Pregnant women residing in walkable communities not only engage in more physical activity but are also more likely to experience favorable birth outcomes, according to research co-authored by University of New Hampshire Professor Karen Conway.
The research, published in the August edition of Economics and Human Biology, found that expectant mothers in more walkable counties tend to engage in more walking and exercise. Additionally, they are less prone to experiencing preterm birth, low birth weight, gestational diabetes and gestational hypertension. Surprisingly, however, the study did not establish a clear connection between walking and its impact on gestational weight gain or macrosomia (high birth weight).
Conway, an economics professor at UNH Paul College of Business and Economics, and her co-author Andrea Menclova, associate professor of economics at the University of Canterbury, undertook the study to see if there was a causal relationship between walkability and pregnancy outcomes.
“There is a huge area of health economics, where economic theory and empirical tools are used to analyze factors and policies that affect health outcomes, including those during and after pregnancy,” Conway says “One policy intervention is to improve the built environment. Our study helps provide information regarding the possible benefits of such an intervention and so can inform whether such interventions may be cost-effective.”
Going into the study, the researchers anticipated that their main finding would be that walking would help curb gestational weight gain or macrosomia. While no such connection was established, Conway says that it makes sense in hindsight that walking by itself is probably not going to prevent weight gain.
However, the study shows that walking more likely leads to a higher level of overall health, which can lead to a wider array of good outcomes, including a reduction in common pregnancy complications.
“Gestational diabetes is a growing issue. Low birth weight, preterm babies is also always a problem, they just have so many more complications,” Conway says. “Even though our primary avenue didn’t pan out, the outcomes we did find are just as important. In a way, who cares about gestational weight gain if, at the end of the day, the mom and the baby are in better health?”
In their study, the researchers combined walkability measures created by the Environmental Protection Agency (EPA) with detailed individual-level data on physical activity from the Behavioral Risk Factor Surveillance System (BRFSS) and pregnancy outcomes from the National Vital Statistics Natality Detail Files (NDF), respectively.
Through their analysis, they found that a 10-point increase in the walkability index — equivalent to transitioning from the "least walkable" to the "most walkable" category — is associated with a more than 70-minute increase in weekly exercise among pregnant women. This same change results in an 0.8 percentage point increase in the likelihood of a full-term birth, a 0.07-week extension in gestational age, a 27g increase in birth weight and a reduction in the likelihood of gestational diabetes and hypertension by 1.5 and 0.7 percentage points (equivalent to 27% and 16%) respectively.
Conway acknowledged that walking isn’t the sole benefit of living in a walkable community, and pregnant women likely also benefit from more time spent outdoors and increased social interaction.

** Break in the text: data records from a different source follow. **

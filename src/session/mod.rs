//! Interactive text sessions.
//!
//! Consoles are driven expect-style: send a line, then wait until the output
//! matches one of several patterns or a deadline passes. The lifecycle code
//! only sees the [`InteractiveSession`] and [`SessionFactory`] traits, so a
//! real SSH transport ([`process`]) and canned transcripts ([`scripted`]) are
//! interchangeable.

pub mod expect;
pub mod process;
pub mod scripted;

use regex::Regex;
use std::time::Duration;

pub use expect::{describe, ExpectBuffer};
pub use process::SshSessions;
pub use scripted::ScriptedSessions;

#[derive(Debug, thiserror::Error)]
pub enum SessionError {
    #[error("timeout after {timeout:?} waiting for {patterns}")]
    Timeout {
        timeout: Duration,
        patterns: String,
        /// Output received while waiting
        before: String,
    },

    #[error("session closed while waiting for {patterns}")]
    Eof { patterns: String, before: String },

    #[error("couldn't connect to the host {host} via ssh: {reason}")]
    Connect { host: String, reason: String },

    #[error("session I/O error: {0}")]
    Io(#[from] std::io::Error),
}

/// Result of a successful [`InteractiveSession::expect`]
#[derive(Debug, Clone, PartialEq, Eq)]
pub struct Match {
    /// Position of the matching pattern in the list passed to `expect`
    pub index: usize,
    /// Output preceding the match
    pub before: String,
    /// The matched text
    pub after: String,
}

pub trait InteractiveSession: Send {
    fn send_line(&mut self, line: &str) -> Result<(), SessionError>;

    /// Wait until the unread output matches one of `patterns`.
    ///
    /// The earliest match in the output wins; on equal positions the pattern
    /// listed first wins. Output up to the end of the match is consumed.
    fn expect(&mut self, patterns: &[Regex], timeout: Duration) -> Result<Match, SessionError>;

    fn close(&mut self) -> Result<(), SessionError>;
}

/// Opens logged-in shell sessions on remote hosts
pub trait SessionFactory: Send + Sync {
    fn open(
        &self,
        host: &str,
        user: &str,
        password: &str,
        login_timeout: Duration,
    ) -> Result<Box<dyn InteractiveSession>, SessionError>;
}
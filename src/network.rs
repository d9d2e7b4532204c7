//! Lab networks (port groups on the ESX host).

use crate::config::schema::{host_name, validate, Param, ParamType, Schema, ValidationError};
use serde::Serialize;
use serde_yaml::Mapping;
use std::fmt;

/// VLAN id meaning "all VLANs" (trunk port group)
pub const TRUNK_VLAN: u16 = 4095;

#[derive(Debug, Clone, PartialEq, Eq, Serialize)]
pub struct Network {
    pub name: String,
    /// `<pool>_<name>`; the port group (and, if isolated, vSwitch) name
    pub name_on_host: String,
    /// Isolated networks get a vSwitch of their own
    pub isolated: bool,
    pub promiscuous: bool,
    pub vlan_id: u16,
}

impl Network {
    pub const SCHEMA: Schema = Schema {
        entity: "network",
        params: &[
            Param::optional("isolated", ParamType::Bool),
            Param::optional("promiscuous", ParamType::Bool),
            Param::optional("vlan", ParamType::Int),
        ],
    };

    pub fn from_config(name: &str, pool: &str, raw: &Mapping) -> Result<Self, ValidationError> {
        let v = validate(&Self::SCHEMA, raw)?;

        // 0 and absent both mean trunk
        let vlan_id = match v.opt_int("vlan")? {
            None | Some(0) => TRUNK_VLAN,
            Some(id) => u16::try_from(id)
                .ok()
                .filter(|id| *id <= TRUNK_VLAN)
                .ok_or_else(|| ValidationError::InvalidValue {
                    name: "vlan".into(),
                    value: id.to_string(),
                    reason: format!("VLAN id must be within 1..={}", TRUNK_VLAN),
                })?,
        };

        Ok(Self {
            name: name.to_string(),
            name_on_host: host_name(name, pool),
            isolated: v.opt_bool("isolated")?.unwrap_or(false),
            promiscuous: v.opt_bool("promiscuous")?.unwrap_or(false),
            vlan_id,
        })
    }
}

impl fmt::Display for Network {
    fn fmt(&self, f: &mut fmt::Formatter<'_>) -> fmt::Result {
        f.write_str(&self.name_on_host)
    }
}
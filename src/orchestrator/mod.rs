//! Lab lifecycle orchestration.
//!
//! [`Topology`] owns the validated lab model and drives it through the
//! lifecycle: resource pool, switches and port groups, VMs, power, serial
//! console configuration, image install and teardown. Per-VM steps fan out
//! through [`TaskPool`]; phases run strictly one after another.
//!
//! The submodules add the console-driving steps ([`console`]), image
//! publishing ([`image`]) and client-side ssh conveniences ([`ssh`]).

pub mod console;
pub mod image;
pub mod ssh;

use crate::backend::{BackendError, ComputeBackend, PortGroupSpec, VmSpec, HW_VERSION, VSWITCH_PORTS};
use crate::config::{ControlPlane, EsxHost, FtpEndpoint, ImageAccess, Settings, Timeouts, TopologyReader};
use crate::network::Network;
use crate::pool::{PoolError, PoolReport, TaskPool};
use crate::probe::Prober;
use crate::session::{SessionError, SessionFactory};
use crate::vm::VirtualMachine;
use log::{debug, error, info};
use serde::Serialize;
use std::fmt;
use std::path::PathBuf;
use std::sync::Arc;

#[derive(Debug, thiserror::Error)]
pub enum LabError {
    #[error("Could not find any host by filter '{0}'")]
    NoMatchingVms(String),

    #[error("{0}: not available!")]
    HostUnreachable(String),

    #[error("Lab not available! Unreachable: {}", .0.join(", "))]
    LabUnavailable(Vec<String>),

    #[error("Couldn't specify resource pool")]
    NoResourcePool,

    #[error(transparent)]
    Backend(#[from] BackendError),

    #[error(transparent)]
    Session(#[from] SessionError),

    #[error(transparent)]
    Pool(#[from] PoolError),

    /// A per-VM step failed on the console
    #[error("{vm}: {reason}")]
    Worker { vm: String, reason: String },

    #[error("Critical error! {0}")]
    Critical(String),

    #[error("Could not copy build {0}.")]
    CopyFailed(String),

    #[error("Could not create symlink {0}.")]
    SymlinkFailed(String),

    #[error("Couldn't get a build name; ls output: {0}")]
    IsoNotFound(String),

    #[error("Path '{0}' is not a datastore path")]
    NotADatastorePath(String),

    #[error("{}: no public key found", .0.display())]
    InvalidKey(PathBuf),

    #[error("Couldn't render the configuration report: {0}")]
    Report(#[from] serde_json::Error),

    #[error("{}: {source}", path.display())]
    Io {
        path: PathBuf,
        #[source]
        source: std::io::Error,
    },
}

impl LabError {
    /// Critical failures abort the run once the current phase has joined
    pub fn is_critical(&self) -> bool {
        match self {
            LabError::Backend(e) => e.is_critical(),
            LabError::Critical(_) => true,
            LabError::Pool(PoolError::Critical { .. }) => true,
            _ => false,
        }
    }

    fn worker(vm: &VirtualMachine, reason: impl Into<String>) -> Self {
        LabError::Worker {
            vm: vm.name_on_host.clone(),
            reason: reason.into(),
        }
    }
}

/// Run-wide switches
#[derive(Debug, Clone, Default)]
pub struct LabOptions {
    /// Case-insensitive VM name fragments; empty selects every VM
    pub vm_filter: Vec<String>,
    /// Create VMs in the host's root pool and never touch resource pools
    pub no_resource_pool: bool,
    /// Run per-VM tasks one after another
    pub single: bool,
    /// Overrides the `timeouts` section of the configuration
    pub timeouts: Option<Timeouts>,
}

/// External systems the lifecycle is driven against
#[derive(Clone)]
pub struct Collaborators {
    pub backend: Arc<dyn ComputeBackend>,
    pub sessions: Arc<dyn SessionFactory>,
    pub prober: Arc<dyn Prober>,
}

/// Post-install and boot-time commands of one VM, as printed by `getconfiguration`
#[derive(Debug, Clone, PartialEq, Eq, Serialize)]
pub struct VmConfiguration {
    pub name: String,
    pub name_on_host: String,
    pub commands: Vec<String>,
}

impl fmt::Display for VmConfiguration {
    fn fmt(&self, f: &mut fmt::Formatter<'_>) -> fmt::Result {
        write!(
            f,
            "\n{}({})\n{}\n{}",
            self.name,
            self.name_on_host,
            "_".repeat(80),
            self.commands.join("\n")
        )
    }
}

pub struct Topology {
    pub ftp: FtpEndpoint,
    pub esx: EsxHost,
    pub vcenter: ControlPlane,
    pub settings: Settings,
    pub networks: Vec<Network>,
    /// Selected VMs only
    vms: Vec<VirtualMachine>,
    options: LabOptions,
    timeouts: Timeouts,
    backend: Arc<dyn ComputeBackend>,
    sessions: Arc<dyn SessionFactory>,
    prober: Arc<dyn Prober>,
}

“You might think that walkability could have a number of health effects, besides making you walk more. If by being more walkable, you get outside more, you interact with your neighbors, all of those types of social capital and intrinsic activities could lead to better health,” she says.
Conway and Menclova, who earned her master’s and doctoral degrees from Paul College, have previously collaborated on research regarding maternal outcomes and were both intrigued by the measure of walkability because walking is the main source of exercise for pregnant women, and walkability is a measure that hasn’t seen much focus from economists.
Conway believes this study may just be scratching the surface of potential research into walkable communities and health outcomes and is interested in doing additional studies.
“I think there’s a lot of work to be done there,” she says. “I think a lot of our health woes in this country are a function of the built infrastructure. How unwalkable a lot of areas are, with no sidewalks and busy roads. Personally, it’s something I feel strongly about.”